Help with Bayesian Model Comparison for Hierarchical Models

Hi everyone,

I’m struggling to compute meaningful Bayes Factors or model comparison metrics for a hierarchical model, possibly because my background is more frequentist. Here’s my problem:

  • I have repeated measurements per individual and fit a hierarchical model where:
    • Each individual has a parameter (\theta_i)
    • These \theta_i depend on group-level parameters (\nu, \sigma)
  • I estimate the posteriors for \nu, \sigma, and all \theta_i using a Gibbs sampler.
  • A covariate suggests there might be two subpopulations, but I’m unsure.

Goal
I want to determine whether:

  1. Model 1: A single group (\theta_i \sim \mathcal{N}(\nu, \sigma^2) for all individuals.
  2. Model 2: Two separate groups (each with their own \nu_k, \sigma_k, k=1,2).

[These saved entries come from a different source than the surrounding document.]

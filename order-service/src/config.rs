//! Service configuration

type BoxError = Box<dyn std::error::Error + Send + Sync>;

/// Order service configuration, loaded from environment variables
#[derive(Debug, Clone)]
pub struct Config {
    /// PostgreSQL connection URL
    pub database_url: String,
    /// HTTP port for the read-only query API
    pub http_port: u16,
    /// NATS server URL
    pub nats_url: String,
    /// JetStream stream holding order messages
    pub nats_stream: String,
    /// Subject the orders are published on
    pub nats_subject: String,
    /// Durable consumer name; survives restarts
    pub nats_durable: String,
    /// Seconds before an unacknowledged message is redelivered
    pub ack_wait_secs: u64,
}

impl Config {
    /// Load configuration from environment variables
    pub fn from_env() -> Result<Self, BoxError> {
        Ok(Self {
            database_url: std::env::var("DATABASE_URL").map_err(|_| "DATABASE_URL must be set")?,
            http_port: std::env::var("HTTP_PORT")
                .ok()
                .and_then(|p| p.parse().ok())
                .unwrap_or(8080),
            nats_url: std::env::var("NATS_URL")
                .unwrap_or_else(|_| "nats://localhost:4222".into()),
            nats_stream: std::env::var("NATS_STREAM").unwrap_or_else(|_| "ORDERS".into()),
            nats_subject: std::env::var("NATS_SUBJECT").unwrap_or_else(|_| "orders".into()),
            nats_durable: std::env::var("NATS_DURABLE")
                .unwrap_or_else(|_| "order-service-durable".into()),
            ack_wait_secs: std::env::var("ACK_WAIT_SECS")
                .ok()
                .and_then(|s| s.parse().ok())
                .unwrap_or(30),
        })
    }
}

is better supported by the data.

Problem with LOO

  • Model 1 (single group) estimates a high \sigma, so \theta_i fit individual data closely → high likelihood p(y_i|\theta_i)
  • Model 2 (two groups) estimates low \sigma_k for each group → \theta_i are more shrunk → lower likelihood.
  • Issue: LOO only evaluates p(y_i|\theta_i) and ignores the group-level likelihood p(\theta_i|\nu, \sigma). This favors the flexible Model 1 even if Model 2 is theoretically more appropriate.

Questions

  1. Is there a better way to compare these models? (e.g., Bayes Factors, WAIC, or a different parametrization?)
  2. Should I modify Model 2 to account for this shrinkage effect?
  3. Are there alternatives to LOO for hierarchical models that penalize overfitting more effectively?

Any advice or references would be greatly appreciated!